(RECORD EXTRACTS begins)
//! View Runner Integration Tests
//!
//! Views run end to end through the real data provider over fake backends.

use async_trait::async_trait;
use serde_json::{json, Map, Value};
use std::sync::{Arc, Mutex};
use view_service::health::{HealthMonitor, HealthProbe};
use view_service::provider::{
    Backend, CallContext, CallError, DataProvider, QuoteFetch, QuoteSource, RetryPolicy,
};
use view_service::tools::ToolRegistry;
use view_service::types::{Config, HealthSettings};
use view_service::views::{discover_custom_views, run_view, ViewCatalog};

// =============================================================================
// Test Helpers
// =============================================================================

const MANIFEST: &str = r#"[
    {"function": {"name": "stock_zh_a_hist", "description": "日线",
        "parameters": {"properties": {"symbol": {"type": "string"},
            "period": {"type": "string"}, "start_date": {"type": "string"},
            "end_date": {"type": "string"}, "adjust": {"type": "string"}},
            "required": ["symbol"]}}},
    {"function": {"name": "stock_a_indicator_lg",
        "parameters": {"properties": {"symbol": {"type": "string"}}}}},
    {"function": {"name": "stock_individual_info_em",
        "parameters": {"properties": {"symbol": {"type": "string"}}, "required": ["symbol"]}}},
    {"function": {"name": "stock_board_industry_spot_em"}},
    {"function": {"name": "stock_board_concept_spot_em"}},
    {"function": {"name": "stock_fund_flow_industry",
        "parameters": {"properties": {"symbol": {"type": "string"}}}}},
    {"function": {"name": "stock_news_em",
        "parameters": {"properties": {"symbol": {"type": "string"}}, "required": ["symbol"]}}}
]"#;

/// Answers from a fixed table and records every call.
#[derive(Default)]
struct TableBackend {
    calls: Mutex<Vec<(String, Map<String, Value>)>>,
}

impl TableBackend {
    fn calls_to(&self, function: &str) -> Vec<Map<String, Value>> {
        self.calls
            .lock()
            .unwrap()
            .iter()
            .filter(|(f, _)| f == function)
            .map(|(_, a)| a.clone())
            .collect()
    }
}

#[async_trait]
impl Backend for TableBackend {
    async fn call(
        &self,
        function: &str,
        args: &Map<String, Value>,
        _ctx: CallContext,
    ) -> Result<Value, CallError> {
        self.calls
            .lock()
            .unwrap()
            .push((function.to_string(), args.clone()));
        match function {
            "stock_zh_a_hist_tx" => Ok(json!([
                {"date": "2024-01-02", "open": 9.9, "close": 10.0},
                {"date": "2024-01-03", "open": 10.0, "close": 10.2}
            ])),
            "stock_individual_info_em" => Err(CallError::from_message("upstream returned HTTP 500")),
            "stock_board_industry_summary_ths" => Ok(json!([{"板块": "银行", "涨跌幅": 0.5}])),
            "stock_board_concept_summary_ths" => Err(CallError::Fatal("concept table unavailable".into())),
            "stock_news_em" => Ok(json!([{"新闻标题": "公告", "symbol": args.get("symbol")}])),
            other => Err(CallError::Fatal(format!("unexpected function {}", other))),
        }
    }
}

/// Quote backend that never has a quote.
struct NoQuotes;

#[async_trait]
impl QuoteSource for NoQuotes {
    async fn fetch_quotes(&self, _symbols: &[String], _ctx: CallContext) -> Result<QuoteFetch, CallError> {
        Ok(QuoteFetch::default())
    }
}

struct IdleProbe;

#[async_trait]
impl HealthProbe for IdleProbe {
    async fn probe(&self) -> Result<usize, String> {
        Ok(1)
    }
}

struct Harness {
    backend: Arc<TableBackend>,
    monitor: Arc<HealthMonitor>,
    provider: DataProvider,
    catalog: ViewCatalog,
}

fn harness(views_dir: Option<&std::path::Path>) -> Harness {
    let registry = Arc::new(ToolRegistry::from_json(MANIFEST).unwrap());
    let backend = Arc::new(TableBackend::default());
    let monitor = Arc::new(HealthMonitor::new(HealthSettings::default(), Arc::new(IdleProbe)));
    let provider = DataProvider::new(registry.clone(), backend.clone(), Arc::new(NoQuotes), &Config::default())
        .with_retry(RetryPolicy::none())
        .with_monitor(monitor.clone());
    let catalog = ViewCatalog::build(&registry, discover_custom_views(views_dir).unwrap());
    Harness {
        backend,
        monitor,
        provider,
        catalog,
    }
}

fn params(v: Value) -> Map<String, Value> {
    v.as_object().cloned().unwrap()
}

// =============================================================================
// Custom Views
// =============================================================================

#[tokio::test]
async fn test_stock_snapshot_partial_failure() {
    let h = harness(None);
    let spec = h.catalog.get("stock_snapshot_cn").unwrap();

    let res = run_view(spec, &params(json!({"symbol": "sz000001"})), &h.provider, false, 1).await;

    assert_eq!(res.meta.view, "stock_snapshot_cn");
    let keys: Vec<&String> = res.data.keys().collect();
    assert_eq!(keys, vec!["indicator", "info", "hist"]);

    assert_eq!(res.data["hist"]["errors"], json!([]));
    assert_eq!(res.data["hist"]["data"][1]["close"], json!(10.2));
    assert_eq!(res.data["hist"]["meta"]["script"], "view:stock_snapshot_cn");

    assert_eq!(res.errors.len(), 2);
    assert!(res.errors[0].starts_with("stock_a_indicator_lg: No quote returned for sz000001"));
    assert!(res.errors[1].starts_with("stock_individual_info_em: "));

    let tx = h.backend.calls_to("stock_zh_a_hist_tx");
    assert_eq!(tx.len(), 1);
    assert_eq!(tx[0]["symbol"], "sz000001");

    let global = h.monitor.get_stats(None).await;
    assert_eq!(global.total_calls, 3);
    assert_eq!(global.failed_calls, 2);
}

#[tokio::test]
async fn test_market_overview_keeps_plan_order_in_parallel() {
    let h = harness(None);
    let spec = h.catalog.get("market_overview_cn").unwrap();

    let res = run_view(spec, &Map::new(), &h.provider, false, 3).await;

    let keys: Vec<&String> = res.data.keys().collect();
    assert_eq!(keys, vec!["industry", "concept", "industry_flow"]);
    assert_eq!(res.errors, vec!["stock_board_concept_spot_em: concept table unavailable"]);
    assert_eq!(res.data["concept"]["data"], Value::Null);
    assert_eq!(res.data["industry_flow"]["meta"]["params"]["symbol"], "即时");
}

#[tokio::test]
async fn test_snapshot_without_symbol_is_plan_failure() {
    let h = harness(None);
    let spec = h.catalog.get("stock_snapshot_cn").unwrap();

    let res = run_view(spec, &Map::new(), &h.provider, false, 1).await;

    assert!(res.data.is_empty());
    assert_eq!(res.errors.len(), 1);
    assert!(res.errors[0].starts_with("Failed to build view plan: "));
    assert!(res.warnings.iter().any(|w| w.starts_with("params do not match schema")));
    assert!(h.backend.calls.lock().unwrap().is_empty());
}

#[tokio::test]
async fn test_json_view_substitutes_params() {
    let dir = tempfile::tempdir().unwrap();
    std::fs::write(
        dir.path().join("news.json"),
        json!({
            "view_name": "news_digest",
            "description": "新闻",
            "params_schema": {
                "type": "object",
                "properties": {"symbol": {"type": "string", "default": "600000"}}
            },
            "steps": [{"key": "news", "tool": "stock_news_em", "args": {"symbol": "{{symbol}}"}}]
        })
        .to_string(),
    )
    .unwrap();
    let h = harness(Some(dir.path()));
    let spec = h.catalog.get("news_digest").unwrap();

    let res = run_view(spec, &params(json!({"symbol": "000001"})), &h.provider, false, 1).await;
    assert!(res.is_ok(), "{:?}", res.errors);
    assert_eq!(h.backend.calls_to("stock_news_em")[0]["symbol"], "000001");

    let res = run_view(spec, &Map::new(), &h.provider, false, 1).await;
    assert!(res.is_ok());
    assert_eq!(h.backend.calls_to("stock_news_em")[1]["symbol"], "600000");
}

// =============================================================================
// Tool Views
// =============================================================================

#[tokio::test]
async fn test_tool_view_validation_error_becomes_envelope() {
    let h = harness(None);
    let spec = h.catalog.get("stock_zh_a_hist").unwrap();

    let res = run_view(spec, &Map::new(), &h.provider, false, 1).await;

    assert_eq!(res.errors.len(), 1);
    assert_eq!(res.data["stock_zh_a_hist"]["data"], Value::Null);
    assert_eq!(res.data["stock_zh_a_hist"]["errors"][0], json!(res.errors[0]));
    assert!(h.backend.calls.lock().unwrap().is_empty());
}

#[tokio::test]
async fn test_tool_view_success() {
    let h = harness(None);
    let spec = h.catalog.get("stock_news_em").unwrap();

    let res = run_view(spec, &params(json!({"symbol": "000001"})), &h.provider, true, 1).await;

    assert!(res.is_ok());
    assert_eq!(res.meta.params["symbol"], "000001");
    assert_eq!(res.data["stock_news_em"]["data"][0]["symbol"], "000001");
}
(RECORD EXTRACTS ends)
*WHAT YOU ARE ASKED TO DO*. Please find every line in the records that contains the word "Config", and copy it out.

*SOLVED EXERCISE*.
use view_service::types::{Config, HealthSettings};
    let provider = DataProvider::new(registry.clone(), backend.clone(), Arc::new(NoQuotes), &Config::default())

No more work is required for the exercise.